Though the talk was brief and focused mostly on economics, it was historic.
Siew, who takes office next month, became the highest-ranking elected figure from Taiwan to meet a Chinese leader since the two sides split amid civil war in 1949, when communists took over Beijing and Taiwan refused to be ruled by the new government.
The 67-year-old Taiwanese tech¿nocrat said the exchange was "friendly," and Hu had personally escorted him from the room after the dinner -- a gesture of great respect in China.
Hu, meanwhile, welcomed Siew's economic proposals and was inspired to "think deep" about relations with Taiwan, the state-run Xinhua News Agency reported Sunday.
But there is still a long way to go. Bitter disputes could easily erupt over the basic question of Taiwan's status. Is it a country or part of the People's Republic of China? Both sides disagree.
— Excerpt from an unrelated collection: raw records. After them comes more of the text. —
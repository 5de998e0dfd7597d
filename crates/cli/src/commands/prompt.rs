//! `vedaguru prompt`: Print the assembled system prompt.

use vedaguru_config::AppConfig;
use vedaguru_prompts::{QueryAnalysis, build_system_prompt, catalog};

pub fn run(category: &str, topic: &str, short: bool) -> Result<(), Box<dyn std::error::Error>> {
    let matching = AppConfig::load()
        .map(|c| c.prompts.topic_matching)
        .unwrap_or_default();

    if catalog::category(category).is_none() {
        eprintln!("  note: '{category}' is not a known category, using the generic persona");
    }

    let prompt = build_system_prompt(category, topic, short, matching);
    println!("{prompt}");

    let analysis = QueryAnalysis::analyze("", &prompt);
    eprintln!();
    eprintln!(
        "  [{} chars · matching: {} · classifier sees category: {}]",
        prompt.chars().count(),
        matching.as_str(),
        analysis.category
    );
    Ok(())
}
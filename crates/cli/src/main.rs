//! Vedaguru CLI: the main entry point.
//!
//! Commands:
//! - `ask`: One question, one reply
//! - `chat`: Interactive conversation on a topic
//! - `prompt`: Print the assembled system prompt
//! - `topics`: List categories and topics
//! - `doctor`: Diagnose configuration and provider keys

use clap::{Parser, Subcommand};

mod commands;

#[derive(Parser)]
#[command(
    name = "vedaguru",
    about = "Vedaguru — conversational guide to Hindu scripture",
    version,
    author
)]
struct Cli {
    #[command(subcommand)]
    command: Commands,

    /// Enable verbose logging
    #[arg(short, long, global = true)]
    verbose: bool,

    /// Emit logs as JSON lines
    #[arg(long, global = true)]
    log_json: bool,
}

/// Category, topic and provider shared by the chat-style commands.
#[derive(clap::Args, Debug, Clone)]
pub struct TopicArgs {
    /// Category id (vedas, puranas, epics, knowledge, characters)
    #[arg(short, long)]
    category: String,

    /// Topic id within the category (see `vedaguru topics`)
    #[arg(short, long)]
    topic: String,

    /// Provider to use instead of the configured default
    #[arg(short, long, env = "VEDAGURU_PROVIDER")]
    provider: Option<String>,
}

#[derive(Subcommand)]
enum Commands {
    /// Ask a single question
    Ask {
        #[command(flatten)]
        target: TopicArgs,

        /// Print the full reply as JSON
        #[arg(long)]
        json: bool,

        /// The question
        #[arg(required = true, num_args = 1..)]
        message: Vec<String>,
    },

    /// Start an interactive conversation
    Chat {
        #[command(flatten)]
        target: TopicArgs,
    },

    /// Print the system prompt a request would use
    Prompt {
        #[arg(short, long)]
        category: String,

        #[arg(short, long, default_value = "")]
        topic: String,

        /// Use the brief-answer variant
        #[arg(long)]
        short: bool,
    },

    /// List categories and topics
    Topics {
        /// Only this category
        #[arg(short, long)]
        category: Option<String>,
    },

    /// Diagnose configuration and provider keys
    Doctor,
}

#[tokio::main]
async fn main() -> Result<(), Box<dyn std::error::Error>> {
    let cli = Cli::parse();

    // Initialize tracing
    let filter = if cli.verbose { "debug" } else { "info" };
    let env_filter = tracing_subscriber::EnvFilter::try_from_default_env()
        .unwrap_or_else(|_| tracing_subscriber::EnvFilter::new(filter));
    if cli.log_json {
        tracing_subscriber::fmt()
            .json()
            .with_env_filter(env_filter)
            .with_writer(std::io::stderr)
            .init();
    } else {
        tracing_subscriber::fmt()
            .with_env_filter(env_filter)
            .with_target(false)
            .with_writer(std::io::stderr)
            .init();
    }

    match cli.command {
        Commands::Ask { target, json, message } => commands::ask::run(target, message.join(" "), json).await?,
        Commands::Chat { target } => commands::chat::run(target).await?,
        Commands::Prompt { category, topic, short } => commands::prompt::run(&category, &topic, short)?,
        Commands::Topics { category } => commands::topics::run(category.as_deref())?,
        Commands::Doctor => commands::doctor::run().await?,
    }

    Ok(())
}
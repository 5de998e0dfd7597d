//! Error types for the Vedaguru domain.
//!
//! Uses `thiserror` for ergonomic error definitions.
//! Each bounded context has its own error variant.

use thiserror::Error;

/// The top-level error type for Vedaguru operations.
#[derive(Debug, Error)]
pub enum Error {
    // --- Persistence errors ---
    #[error("Store error: {0}")]
    Store(#[from] StoreError),

    // --- Configuration errors ---
    #[error("Configuration error: {message}")]
    Config { message: String },

    // --- Request errors ---
    #[error("Request rejected: {0}")]
    Rejected(String),

    // --- Serialization ---
    #[error("Serialization error: {0}")]
    Serialization(#[from] serde_json::Error),
}

/// Result type alias using our Error.
pub type Result<T> = std::result::Result<T, Error>;

// --- Bounded context errors ---

/// A failed chat-completion attempt.
///
/// The retry loop decides what to do next from the variant alone, see
/// [`ProviderError::is_retryable`].
#[derive(Debug, Clone, Error)]
pub enum ProviderError {
    #[error("API request failed: {message} (status: {status_code})")]
    ApiError { status_code: u16, message: String },

    #[error("Rate limited by provider{}", retry_after_suffix(.retry_after_secs))]
    RateLimited { retry_after_secs: Option<u64> },

    #[error("Authentication failed (status: {status_code}): {message}")]
    AuthenticationFailed { status_code: u16, message: String },

    #[error("Malformed provider response: {0}")]
    InvalidResponse(String),

    #[error("Provider not configured: {0}")]
    NotConfigured(String),

    #[error("Request timed out: {0}")]
    Timeout(String),

    #[error("Network error: {0}")]
    Network(String),
}

fn retry_after_suffix(retry_after_secs: &Option<u64>) -> String {
    retry_after_secs
        .map(|s| format!(", retry after {s}s"))
        .unwrap_or_default()
}

impl ProviderError {
    /// Timeouts, connection failures, 5xx and 429 are worth another attempt.
    pub fn is_retryable(&self) -> bool {
        match self {
            Self::Timeout(_) | Self::Network(_) | Self::RateLimited { .. } => true,
            Self::ApiError { status_code, .. } => *status_code >= 500,
            Self::AuthenticationFailed { .. }
            | Self::InvalidResponse(_)
            | Self::NotConfigured(_) => false,
        }
    }

    /// HTTP status carried by the error, if any.
    pub fn status_code(&self) -> Option<u16> {
        match self {
            Self::ApiError { status_code, .. } | Self::AuthenticationFailed { status_code, .. } => {
                Some(*status_code)
            }
            Self::RateLimited { .. } => Some(429),
            _ => None,
        }
    }

    /// Server-requested delay before the next attempt.
    pub fn retry_after_secs(&self) -> Option<u64> {
        match self {
            Self::RateLimited { retry_after_secs } => *retry_after_secs,
            _ => None,
        }
    }
}

#[derive(Debug, Error)]
pub enum StoreError {
    #[error("Conversation not found: {0}")]
    NotFound(String),

    #[error("Storage error: {0}")]
    Storage(String),
}
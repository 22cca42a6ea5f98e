use comfy_table::{Cell, Table};

use crate::db::get_connection;
use crate::error::Result;
use crate::settings::get_data_dir;

pub fn run() -> Result<()> {
    let conn = get_connection(&get_data_dir().join("maribel.db"))?;
    let mut stmt = conn.prepare(
        "SELECT t.name, t.description, COUNT(c.id)
         FROM sales_teams t
         LEFT JOIN campaigns c ON c.sales_team_id = t.id
         GROUP BY t.id
         ORDER BY t.name",
    )?;
    let rows: Vec<(String, Option<String>, i64)> = stmt
        .query_map([], |row| Ok((row.get(0)?, row.get(1)?, row.get(2)?)))?
        .collect::<std::result::Result<Vec<_>, _>>()?;

    let mut table = Table::new();
    table.set_header(vec!["Name", "Description", "Campaigns"]);
    for (name, description, campaigns) in rows {
        table.add_row(vec![
            Cell::new(name),
            Cell::new(description.unwrap_or_default()),
            Cell::new(campaigns),
        ]);
    }
    println!("Sales Teams\n{table}");
    Ok(())
}
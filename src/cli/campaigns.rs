use comfy_table::{Cell, Table};

use crate::cli::colorize_status;
use crate::db::get_connection;
use crate::error::Result;
use crate::fmt::{money, short_date};
use crate::settings::get_data_dir;

type CampaignRow = (
    String,
    String,
    Option<f64>,
    Option<String>,
    Option<String>,
    Option<String>,
    Option<String>,
);

pub fn run() -> Result<()> {
    let conn = get_connection(&get_data_dir().join("maribel.db"))?;
    let mut stmt = conn.prepare(
        "SELECT c.number, c.title, c.target_revenue_amount, t.name,
                c.date_start, c.date_finish, c.status
         FROM campaigns c
         LEFT JOIN sales_teams t ON t.id = c.sales_team_id
         ORDER BY c.number",
    )?;
    let rows: Vec<CampaignRow> = stmt
        .query_map([], |row| {
            Ok((
                row.get(0)?,
                row.get(1)?,
                row.get(2)?,
                row.get(3)?,
                row.get(4)?,
                row.get(5)?,
                row.get(6)?,
            ))
        })?
        .collect::<std::result::Result<Vec<_>, _>>()?;

    let mut table = Table::new();
    table.set_header(vec![
        "Number", "Title", "Target Revenue", "Sales Team", "Start", "Finish", "Status",
    ]);
    for (number, title, revenue, team, start, finish, status) in rows {
        table.add_row(vec![
            Cell::new(number),
            Cell::new(title),
            Cell::new(revenue.map(money).unwrap_or_default()),
            Cell::new(team.unwrap_or_default()),
            Cell::new(start.as_deref().map(short_date).unwrap_or_default()),
            Cell::new(finish.as_deref().map(short_date).unwrap_or_default()),
            Cell::new(colorize_status(&status.unwrap_or_default())),
        ]);
    }
    println!("Campaigns\n{table}");
    Ok(())
}
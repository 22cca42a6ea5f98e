use rusqlite::Connection;

use crate::error::Result;

/// Next unique number for an entity tag, formatted `<PREFIX>-NNNNNN`.
/// Counters are per-tag rows in `number_sequences`; when called on a batch
/// transaction the increment commits or rolls back with the batch.
pub fn next_number(conn: &Connection, entity: &str, prefix: &str) -> Result<String> {
    conn.execute(
        "INSERT INTO number_sequences (entity, last_value) VALUES (?1, 1)
         ON CONFLICT(entity) DO UPDATE SET last_value = last_value + 1",
        [entity],
    )?;
    let value: i64 = conn.query_row(
        "SELECT last_value FROM number_sequences WHERE entity = ?1",
        [entity],
        |row| row.get(0),
    )?;
    Ok(format!("{prefix}-{value:06}"))
}
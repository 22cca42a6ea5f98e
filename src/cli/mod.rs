pub mod campaigns;
pub mod demo;
pub mod details;
pub mod export;
pub mod ingest;
pub mod init;
pub mod status;
pub mod teams;

use clap::{Parser, Subcommand};
use colored::{ColoredString, Colorize};

pub(crate) fn colorize_status(status: &str) -> ColoredString {
    match status {
        "Confirmed" => status.green(),
        "Cancelled" => status.red(),
        "OnHold" => status.yellow(),
        _ => status.normal(),
    }
}

#[derive(Parser)]
#[command(name = "maribel", about = "Campaign CSV intake CLI for marketing back offices.")]
pub struct Cli {
    #[command(subcommand)]
    pub command: Commands,
}

#[derive(Subcommand)]
pub enum Commands {
    /// Set up Maribel: choose a data directory and initialize the database.
    Init {
        /// Path for Maribel data (default: ~/Documents/maribel)
        #[arg(long = "data-dir")]
        data_dir: Option<String>,
    },
    /// Ingest campaign and detail files as one atomic batch.
    Ingest {
        /// Paths to delimited files; campaign files load before detail files
        files: Vec<String>,
        /// Field separator, a single ASCII character (default: from settings)
        #[arg(long)]
        separator: Option<String>,
        /// Creator name stamped on every loaded entity (default: from settings)
        #[arg(long = "created-by")]
        created_by: Option<String>,
    },
    /// List stored campaigns.
    Campaigns,
    /// List stored expenses or budgets.
    Details {
        /// Entity kind: expense or budget
        kind: String,
    },
    /// List sales teams and their campaign counts.
    Teams,
    /// Export stored entities to a delimited file.
    Export {
        /// Entity kind: campaign, expense, or budget
        entity: String,
        /// Output path (default: <data_dir>/exports/<table>-YYYY-MM-DD.csv)
        #[arg(long)]
        output: Option<String>,
        /// Field separator, a single ASCII character (default: from settings)
        #[arg(long)]
        separator: Option<String>,
    },
    /// Load sample campaign and detail files to explore Maribel.
    Demo,
    /// Show current database and summary statistics.
    Status,
}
Ma and Siew are different from past Taiwanese leaders. They are moderates who don't oppose unification, though they say they want to leave the touchy issue to future generations.
For now, they want to focus on other things: trade, tourism and launching air links across the 100-mile wide Taiwan Strait.
But if China fails to make progress with Ma and Siew, Taiwanese voters -- who seem hungry for better relations -- might grow frustrated with Beijing and re-elect another independence-leaning leadership.
Already many young Taiwanese feel little or no connection to China. Allowing this sentiment to spread could make eventual unification difficult -- maybe impossible.